Our uncertainty analysis, presented throughout the Results through the 95% uncertainty intervals, addressed limitations of the MSM3 and MSM4 surveys as data sources for this study: error or missingness in the reporting of HIV statuses of sexual partners and the absence of assessment of viral suppression among sexual partners or PrEP persistence among respondents. We included other areas of possible scrutiny in or uncertainty analysis as well, including per-act risks of infection and the MSM4-derived sexual behaviors among individuals who accessed PrEP. The analysis consistently shows that our results are fairly robust to the inputs.

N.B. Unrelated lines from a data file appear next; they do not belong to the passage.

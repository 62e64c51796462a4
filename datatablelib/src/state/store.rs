//! Persistence for column-visibility snapshots.
//!
//! Snapshots are opaque JSON strings stored under a caller-supplied
//! identifier. Two stores are provided: an in-memory one for embedding
//! and tests, and a file store keeping one JSON file per identifier.

use std::collections::HashMap;
use std::fs;
use std::path::{Path, PathBuf};
use std::sync::{Arc, Mutex};

use crate::error::DataTableError;
use crate::Result;

/// Where snapshots are read from and written to.
pub trait SnapshotStore {
    /// Snapshot stored under `id`, if any.
    fn load(&self, id: &str) -> Result<Option<String>>;

    /// Replace the snapshot stored under `id`.
    fn save(&self, id: &str, snapshot: &str) -> Result<()>;
}

/// In-process store. Clones share the same entries.
#[derive(Debug, Clone, Default)]
pub struct MemoryStore {
    entries: Arc<Mutex<HashMap<String, String>>>,
}

impl MemoryStore {
    pub fn new() -> Self {
        Self::default()
    }
}

impl SnapshotStore for MemoryStore {
    fn load(&self, id: &str) -> Result<Option<String>> {
        let entries = self.entries.lock().unwrap_or_else(|e| e.into_inner());
        Ok(entries.get(id).cloned())
    }

    fn save(&self, id: &str, snapshot: &str) -> Result<()> {
        let mut entries = self.entries.lock().unwrap_or_else(|e| e.into_inner());
        entries.insert(id.to_string(), snapshot.to_string());
        Ok(())
    }
}

/// Store keeping `<dir>/<id>.json` files.
#[derive(Debug, Clone)]
pub struct FileStore {
    dir: PathBuf,
}

impl FileStore {
    pub fn new(dir: impl Into<PathBuf>) -> Self {
        Self { dir: dir.into() }
    }

    /// Store under the platform data directory (`<data>/datatable/columns`).
    pub fn default_location() -> Result<Self> {
        let base = dirs::data_dir().ok_or(DataTableError::NoDataDir)?;
        Ok(Self::new(base.join("datatable").join("columns")))
    }

    pub fn dir(&self) -> &Path {
        &self.dir
    }

    /// File backing `id`. Characters unsafe in file names become `_`.
    pub fn path_for(&self, id: &str) -> PathBuf {
        let name: String = id
            .chars()
            .map(|c| {
                if c.is_ascii_alphanumeric() || c == '-' || c == '_' || c == '.' {
                    c
                } else {
                    '_'
                }
            })
            .collect();
        self.dir.join(format!("{}.json", name))
    }
}

impl SnapshotStore for FileStore {
    fn load(&self, id: &str) -> Result<Option<String>> {
        let path = self.path_for(id);
        if !path.exists() {
            return Ok(None);
        }
        fs::read_to_string(&path)
            .map(Some)
            .map_err(|source| DataTableError::Snapshot { path, source })
    }

    fn save(&self, id: &str, snapshot: &str) -> Result<()> {
        let path = self.path_for(id);
        fs::create_dir_all(&self.dir).map_err(|source| DataTableError::Snapshot {
            path: self.dir.clone(),
            source,
        })?;
        fs::write(&path, snapshot).map_err(|source| DataTableError::Snapshot { path, source })
    }
}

Our findings have important implications for HIV prevention among MSM, clearly suggesting that prevention efforts in San Francisco must reach HIV-uninfected MSM with no discernible strategy. These individuals, who may be identified in provider settings through brief behavioral assessments (perhaps even using diagrams such as Fig. 1), should be encouraged to adopt harm-reduction behaviors such as PrEP use, condom use, or serosorting—all of which carry lower risks of infection than no discernible strategy. Indeed, the relatively high risk associated with no discernible strategy makes the behavioral pattern a possible indication for PrEP use. Finally, our uncertainty analysis is congruent with CDC recommendations3,4 in finding that the impact of PrEP uptake can be maximized by increasing PrEP persistence and decreasing sexual risk behaviors among PrEP users. We recommend further research in other settings and periods (given differences in sexual behaviors, HIV treatment, and PrEP use across communities and time), as well as studies regarding possible barriers to PrEP persistence or risk reduction among HIV-uninfected MSM with no discernible strategy.